Russell: On Wednesday? Does it make you nervous?
Russell: What makes you more nervous, talking in front of a class of a whole bunch of people, or just talking one on one with somebody?
Bowen: Probably the whole class.
Russell: The whole class does? Interesting. See for me, I was just telling them, when I’m onstage with a whole bunch of people I feel comfortable, but then one on one I get really nervous.
Bowen: if it’s one on one I guess you do kind of get nervous. I mean, it was kind of hard for me to do this because one on one is kind of hard because if you mess up they’ll recognize it. Except if it’s a lot of people, they don’t yell it out.
Russell: Anyway, I just wanted to share with you guys tonight, I don’t think this is something anyone is going to learn much from, other than hopefully give the introverts out there some hope that they can do this.
And people that are extroverted, help them understand their super powers. A lot of those guys are going to be a lot better one on one and a lot of introverts just seem like….it’s funny, because it’s not just me either. I was talking to Frank Kern and he’s like, “I love doing big events, but it scares me to talk to people afterward.” He’s super introverted. I think a lot of people in these kinds of positions are.
So it’s neat because it’s something that introverts can thrive in, in mass situation, but then they’re…even within there they can still have success.
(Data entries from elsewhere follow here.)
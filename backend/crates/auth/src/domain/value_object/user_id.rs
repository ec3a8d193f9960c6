use kernel::id::{Id, markers};

pub type UserMarker = markers::User;

/// Store-assigned user identifier
pub type UserId = Id<UserMarker>;

#[cfg(test)]
mod tests {
    use super::*;

    #[test]
    fn test_user_id_from_store_value() {
        let user_id = UserId::from_i32(1);
        assert_eq!(user_id.value(), 1);
        assert_eq!(user_id, UserId::from(1));
    }
}
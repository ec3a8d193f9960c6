//! In-Memory Repository Implementation
//!
//! Backs tests and local runs without a database.

use std::collections::HashMap;
use std::sync::atomic::{AtomicI32, Ordering};

use parking_lot::RwLock;

use crate::domain::entity::user::{NewUser, User};
use crate::domain::repository::UserRepository;
use crate::domain::value_object::{user_id::UserId, user_name::UserName};
use crate::error::{AuthError, AuthResult};

/// User store held in process memory
#[derive(Debug)]
pub struct MemoryUserRepository {
    users: RwLock<HashMap<i32, User>>,
    next_id: AtomicI32,
}

impl Default for MemoryUserRepository {
    fn default() -> Self {
        Self::new()
    }
}

impl MemoryUserRepository {
    pub fn new() -> Self {
        Self {
            users: RwLock::new(HashMap::new()),
            next_id: AtomicI32::new(1),
        }
    }

    pub fn len(&self) -> usize {
        self.users.read().len()
    }

    pub fn is_empty(&self) -> bool {
        self.users.read().is_empty()
    }
}

impl UserRepository for MemoryUserRepository {
    async fn create(&self, user: &NewUser) -> AuthResult<User> {
        let mut users = self.users.write();
        if users.values().any(|u| u.user_name == user.user_name) {
            return Err(AuthError::UserNameTaken);
        }

        let id = self.next_id.fetch_add(1, Ordering::SeqCst);
        let created = user.clone().into_user(UserId::from_i32(id));
        users.insert(id, created.clone());
        Ok(created)
    }

    async fn find_by_user_name(&self, user_name: &str) -> AuthResult<Option<User>> {
        Ok(self
            .users
            .read()
            .values()
            .find(|u| u.user_name.as_str() == user_name)
            .cloned())
    }

    async fn exists_by_user_name(&self, user_name: &UserName) -> AuthResult<bool> {
        Ok(self.users.read().values().any(|u| &u.user_name == user_name))
    }

    async fn any(&self) -> AuthResult<bool> {
        Ok(!self.users.read().is_empty())
    }

    async fn update(&self, user: &User) -> AuthResult<()> {
        let mut users = self.users.write();
        let stored = users
            .get_mut(&user.user_id.value())
            .ok_or(AuthError::UserNotFound)?;
        *stored = user.clone();
        Ok(())
    }
}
Hopefully that helps some of you guys who may get nervous or may think, “I can’t do this, I can’t do this. I’m not like Russell.” I get people all the time, “I’m not like you Russell. I can’t stand up in front of people and just talk for hours.” I’m like, “Dude, but you can talk to someone face to face, I can’t do that. It scares the crap out of me.” I mean, that’s a bad word here, in this family. It scares the..something else out of me. That’s the worse swear word you’re going to hear from Russell.
Bowen: Crud maybe.
Russell: Crud? It scares the crud out of me. Yeah, that’s way better. Good job. Anyway, I hope that helps those introverts out here to understand how it is that you can still succeed in an extroverts world. In doing this stuff, the Expert Secrets stuff, putting your voice out there, putting your message out there. Because when all is said and done, the only thing that really matters is the impact you have on people’s lives.
So do it, it’s worth it. At first you’re not going to be very good, but if you get consistent with it, you get better and better and better. I think I told you guys, Steven Larsen told me, because I started this podcast back before I knew how to see if anybody was listening to it, so I think for four or five years I didn’t have it hooked to any stat system. And I’m glad I didn’t know because I just kept doing it and doing it. And Steven Larsen said to me one time, “Yeah, the first 45-46 episodes weren’t very good. After that it started getting really, really good though.”
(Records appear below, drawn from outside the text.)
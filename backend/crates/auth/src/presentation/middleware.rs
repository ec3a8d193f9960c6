//! Auth Middleware
//!
//! Bearer token check for protected routes.

use axum::body::Body;
use axum::extract::{FromRequestParts, State};
use axum::http::Request;
use axum::http::request::Parts;
use axum::middleware::Next;
use axum::response::Response;
use platform::bearer::extract_bearer_token;
use std::sync::Arc;

use crate::application::token::TokenIssuer;
use crate::error::AuthError;

/// Caller identity, inserted into request extensions by [`require_bearer`]
#[derive(Debug, Clone, PartialEq, Eq)]
pub struct AuthenticatedUser {
    pub username: String,
}

/// Middleware that requires a valid bearer token
///
/// Rejects with 401 and `WWW-Authenticate: Bearer` before the inner
/// handler runs.
pub async fn require_bearer(
    State(tokens): State<Arc<TokenIssuer>>,
    mut req: Request<Body>,
    next: Next,
) -> Result<Response, AuthError> {
    let identity = {
        let token = extract_bearer_token(req.headers())?;
        tokens.validate(token)?
    };

    req.extensions_mut().insert(AuthenticatedUser {
        username: identity.username,
    });

    Ok(next.run(req).await)
}

impl<S> FromRequestParts<S> for AuthenticatedUser
where
    S: Send + Sync,
{
    type Rejection = AuthError;

    async fn from_request_parts(parts: &mut Parts, _state: &S) -> Result<Self, Self::Rejection> {
        parts
            .extensions
            .get::<AuthenticatedUser>()
            .cloned()
            .ok_or(AuthError::TokenMissing)
    }
}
But that’s how it kind of works. It’s all about you guys getting out there and sharing, sharing, and sharing and eventually you’ll get comfortable with your voice. I just watched Alex Charfin, he launched his Momentum podcast after the Pirates Cove mastermind this year, and he’s passed like 80 thousand downloads, which is awesome. And what he just posted on Facebook about it was just, because he thought about doing a podcast forever and I was the one that was like, “Dude, just do it. You’d be awesome at it. Just jump off the cliff.” And he said that by doing it, it was really cool. He’s like, “I found my voice. People started finding me. Other people referred people and my audience grew. I have people listening to my voice every single day and it’s just like such a good thing.”
But again, it’s all about just doing it. And the more you do it, the better, the more your message will get clear, the better you’ll find your voice, the more comfortable you’ll feel. The nicest thing about these mass media things that we have, podcasts and videos, webinars, things like that, is that even if you’re introverted you can still do this because you don’t have to talk face to face to anybody. You can do group selling, group everything and it’s awesome.
So there you go, that’s all I got. I’m going to go get this kid to bed, get his homework done so I can go to bed because I am so tired. Appreciate you all, talk to you soon. Bye.